TO DO
Of the records that follow, copy only the lines from the line containing "let config = Config::load_from(path.clone()).unwrap();" to the line containing "filename src/cli/mod.rs", both included, exactly as written.

Dataset entries
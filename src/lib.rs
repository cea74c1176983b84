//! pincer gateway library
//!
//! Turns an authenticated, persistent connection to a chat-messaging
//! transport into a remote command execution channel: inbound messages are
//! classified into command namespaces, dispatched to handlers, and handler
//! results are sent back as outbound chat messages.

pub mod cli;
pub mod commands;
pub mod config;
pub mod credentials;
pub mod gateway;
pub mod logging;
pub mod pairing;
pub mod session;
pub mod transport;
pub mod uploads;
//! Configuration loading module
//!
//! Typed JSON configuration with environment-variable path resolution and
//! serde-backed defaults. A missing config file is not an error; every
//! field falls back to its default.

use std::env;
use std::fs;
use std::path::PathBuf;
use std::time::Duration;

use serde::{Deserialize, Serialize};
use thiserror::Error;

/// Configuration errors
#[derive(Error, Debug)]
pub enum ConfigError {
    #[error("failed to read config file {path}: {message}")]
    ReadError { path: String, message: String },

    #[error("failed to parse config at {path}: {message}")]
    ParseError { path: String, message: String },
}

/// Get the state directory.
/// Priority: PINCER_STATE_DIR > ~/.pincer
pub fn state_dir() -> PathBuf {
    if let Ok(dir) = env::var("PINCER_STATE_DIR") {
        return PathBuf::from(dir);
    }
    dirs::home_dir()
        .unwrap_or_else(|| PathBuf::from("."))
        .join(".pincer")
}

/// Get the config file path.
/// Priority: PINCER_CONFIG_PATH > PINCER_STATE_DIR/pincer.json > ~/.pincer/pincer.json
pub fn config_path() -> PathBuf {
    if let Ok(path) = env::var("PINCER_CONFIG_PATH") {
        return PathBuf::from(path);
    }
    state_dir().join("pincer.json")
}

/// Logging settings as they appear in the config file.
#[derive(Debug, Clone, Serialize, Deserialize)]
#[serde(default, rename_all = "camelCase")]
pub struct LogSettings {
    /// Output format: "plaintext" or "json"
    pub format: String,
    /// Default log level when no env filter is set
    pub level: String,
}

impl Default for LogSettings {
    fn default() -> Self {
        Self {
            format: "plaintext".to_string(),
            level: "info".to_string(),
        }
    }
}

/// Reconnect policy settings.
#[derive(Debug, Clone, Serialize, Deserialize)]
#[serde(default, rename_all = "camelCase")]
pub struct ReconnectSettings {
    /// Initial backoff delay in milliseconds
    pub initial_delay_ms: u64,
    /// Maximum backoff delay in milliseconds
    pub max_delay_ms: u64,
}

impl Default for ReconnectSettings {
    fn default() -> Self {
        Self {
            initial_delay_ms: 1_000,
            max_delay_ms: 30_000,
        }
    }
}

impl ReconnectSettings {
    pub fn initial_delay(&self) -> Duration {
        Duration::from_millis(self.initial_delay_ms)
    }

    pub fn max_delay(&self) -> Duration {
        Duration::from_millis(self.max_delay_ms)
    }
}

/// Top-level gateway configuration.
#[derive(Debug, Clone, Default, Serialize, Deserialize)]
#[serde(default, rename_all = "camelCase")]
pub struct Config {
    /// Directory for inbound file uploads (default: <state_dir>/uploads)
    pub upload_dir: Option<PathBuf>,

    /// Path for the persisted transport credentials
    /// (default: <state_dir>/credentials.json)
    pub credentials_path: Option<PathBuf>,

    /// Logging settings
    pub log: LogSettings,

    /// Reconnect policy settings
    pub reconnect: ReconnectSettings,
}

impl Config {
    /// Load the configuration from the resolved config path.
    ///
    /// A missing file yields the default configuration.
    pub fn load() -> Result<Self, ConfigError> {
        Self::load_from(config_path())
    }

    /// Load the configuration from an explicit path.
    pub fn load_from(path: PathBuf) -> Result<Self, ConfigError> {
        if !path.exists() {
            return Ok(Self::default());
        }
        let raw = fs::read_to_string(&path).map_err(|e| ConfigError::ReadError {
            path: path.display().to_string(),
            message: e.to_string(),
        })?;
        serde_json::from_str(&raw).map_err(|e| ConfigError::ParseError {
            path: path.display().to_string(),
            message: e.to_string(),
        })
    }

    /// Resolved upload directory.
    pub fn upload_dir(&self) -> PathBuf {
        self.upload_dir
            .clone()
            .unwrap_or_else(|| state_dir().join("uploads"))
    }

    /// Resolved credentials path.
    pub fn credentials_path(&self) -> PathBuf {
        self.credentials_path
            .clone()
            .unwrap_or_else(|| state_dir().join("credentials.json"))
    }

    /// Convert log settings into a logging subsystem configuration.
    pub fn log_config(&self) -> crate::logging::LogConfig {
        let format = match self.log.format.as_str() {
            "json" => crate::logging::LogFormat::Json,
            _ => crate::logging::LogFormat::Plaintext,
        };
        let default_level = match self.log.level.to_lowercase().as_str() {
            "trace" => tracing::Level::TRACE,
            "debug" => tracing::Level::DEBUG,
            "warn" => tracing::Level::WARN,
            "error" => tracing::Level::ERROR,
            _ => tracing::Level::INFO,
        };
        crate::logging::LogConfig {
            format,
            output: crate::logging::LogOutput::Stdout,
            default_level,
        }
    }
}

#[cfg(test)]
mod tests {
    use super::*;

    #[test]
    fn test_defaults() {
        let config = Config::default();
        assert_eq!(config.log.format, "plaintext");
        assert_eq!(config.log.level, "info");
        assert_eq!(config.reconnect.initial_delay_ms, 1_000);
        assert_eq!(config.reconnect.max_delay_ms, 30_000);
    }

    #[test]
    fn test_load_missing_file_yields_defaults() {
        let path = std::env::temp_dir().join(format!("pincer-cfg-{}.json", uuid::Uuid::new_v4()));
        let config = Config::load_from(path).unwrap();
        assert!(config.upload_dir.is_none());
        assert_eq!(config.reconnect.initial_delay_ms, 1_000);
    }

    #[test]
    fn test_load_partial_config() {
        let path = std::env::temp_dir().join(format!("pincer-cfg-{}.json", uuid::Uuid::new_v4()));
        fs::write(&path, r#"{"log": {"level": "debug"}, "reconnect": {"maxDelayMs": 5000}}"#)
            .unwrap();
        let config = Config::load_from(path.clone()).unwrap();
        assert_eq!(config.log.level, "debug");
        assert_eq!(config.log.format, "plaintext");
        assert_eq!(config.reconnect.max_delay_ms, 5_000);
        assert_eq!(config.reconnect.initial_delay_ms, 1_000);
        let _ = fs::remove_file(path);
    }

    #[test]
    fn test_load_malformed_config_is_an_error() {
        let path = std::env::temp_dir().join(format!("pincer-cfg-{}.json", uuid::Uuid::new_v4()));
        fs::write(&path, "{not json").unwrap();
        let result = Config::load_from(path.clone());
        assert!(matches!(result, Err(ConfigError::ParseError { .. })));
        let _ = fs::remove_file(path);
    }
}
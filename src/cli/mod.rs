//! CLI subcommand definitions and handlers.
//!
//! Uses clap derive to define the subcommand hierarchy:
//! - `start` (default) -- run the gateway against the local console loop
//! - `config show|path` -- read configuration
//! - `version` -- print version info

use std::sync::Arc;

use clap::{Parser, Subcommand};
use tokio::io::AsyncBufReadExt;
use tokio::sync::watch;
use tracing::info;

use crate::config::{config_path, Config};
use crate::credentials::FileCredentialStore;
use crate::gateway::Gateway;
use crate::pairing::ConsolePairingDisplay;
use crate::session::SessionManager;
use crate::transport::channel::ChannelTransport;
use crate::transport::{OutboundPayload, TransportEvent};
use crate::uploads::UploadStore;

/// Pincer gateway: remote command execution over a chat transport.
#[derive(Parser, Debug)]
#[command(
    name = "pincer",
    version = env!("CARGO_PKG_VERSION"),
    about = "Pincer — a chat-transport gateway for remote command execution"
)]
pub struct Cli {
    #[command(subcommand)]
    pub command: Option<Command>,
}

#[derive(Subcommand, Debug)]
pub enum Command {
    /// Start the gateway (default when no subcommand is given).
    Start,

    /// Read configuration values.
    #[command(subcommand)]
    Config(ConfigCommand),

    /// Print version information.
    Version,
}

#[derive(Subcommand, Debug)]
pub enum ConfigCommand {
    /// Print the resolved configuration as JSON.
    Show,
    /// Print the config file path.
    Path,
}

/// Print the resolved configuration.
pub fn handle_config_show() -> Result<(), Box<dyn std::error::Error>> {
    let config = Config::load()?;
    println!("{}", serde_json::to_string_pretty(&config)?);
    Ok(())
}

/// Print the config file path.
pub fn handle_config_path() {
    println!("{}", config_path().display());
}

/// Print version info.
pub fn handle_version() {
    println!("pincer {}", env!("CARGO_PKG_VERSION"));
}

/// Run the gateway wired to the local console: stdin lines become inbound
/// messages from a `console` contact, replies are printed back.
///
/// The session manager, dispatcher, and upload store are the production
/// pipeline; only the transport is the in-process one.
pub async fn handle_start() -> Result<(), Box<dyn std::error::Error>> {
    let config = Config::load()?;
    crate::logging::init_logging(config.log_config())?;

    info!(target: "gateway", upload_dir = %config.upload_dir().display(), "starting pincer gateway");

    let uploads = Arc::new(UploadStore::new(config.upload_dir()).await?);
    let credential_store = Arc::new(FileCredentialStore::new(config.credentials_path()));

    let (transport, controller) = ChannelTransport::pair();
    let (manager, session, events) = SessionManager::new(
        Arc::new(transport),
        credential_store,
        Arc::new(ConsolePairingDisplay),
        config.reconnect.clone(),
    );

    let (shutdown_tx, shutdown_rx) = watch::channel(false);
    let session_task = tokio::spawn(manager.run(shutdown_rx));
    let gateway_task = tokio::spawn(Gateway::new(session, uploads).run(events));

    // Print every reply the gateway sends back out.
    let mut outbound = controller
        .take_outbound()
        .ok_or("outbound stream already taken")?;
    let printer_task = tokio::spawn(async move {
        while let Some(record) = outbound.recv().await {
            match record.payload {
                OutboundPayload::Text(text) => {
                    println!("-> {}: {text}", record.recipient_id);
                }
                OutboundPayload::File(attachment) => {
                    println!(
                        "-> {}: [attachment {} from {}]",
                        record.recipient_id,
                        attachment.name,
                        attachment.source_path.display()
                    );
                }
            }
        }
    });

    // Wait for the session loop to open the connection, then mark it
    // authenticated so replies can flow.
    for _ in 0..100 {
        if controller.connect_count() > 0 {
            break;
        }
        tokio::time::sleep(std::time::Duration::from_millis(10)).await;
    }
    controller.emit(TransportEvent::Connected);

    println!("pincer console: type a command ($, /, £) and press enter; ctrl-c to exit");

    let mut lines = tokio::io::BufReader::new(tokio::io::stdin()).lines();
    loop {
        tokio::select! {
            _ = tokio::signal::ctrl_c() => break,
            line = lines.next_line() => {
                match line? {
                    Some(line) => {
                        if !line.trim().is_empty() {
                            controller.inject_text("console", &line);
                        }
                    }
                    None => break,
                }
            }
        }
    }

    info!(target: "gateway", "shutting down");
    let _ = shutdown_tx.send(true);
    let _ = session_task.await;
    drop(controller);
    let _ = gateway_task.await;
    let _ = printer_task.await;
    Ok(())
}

PROBLEM SOLUTION
        let config = Config::load_from(path.clone()).unwrap();
        assert_eq!(config.log.level, "debug");
        assert_eq!(config.log.format, "plaintext");
        assert_eq!(config.reconnect.max_delay_ms, 5_000);
        assert_eq!(config.reconnect.initial_delay_ms, 1_000);
        let _ = fs::remove_file(path);
    }

    #[test]
    fn test_load_malformed_config_is_an_error() {
        let path = std::env::temp_dir().join(format!("pincer-cfg-{}.json", uuid::Uuid::new_v4()));
        fs::write(&path, "{not json").unwrap();
        let result = Config::load_from(path.clone());
        assert!(matches!(result, Err(ConfigError::ParseError { .. })));
        let _ = fs::remove_file(path);
    }
}
filename src/cli/mod.rs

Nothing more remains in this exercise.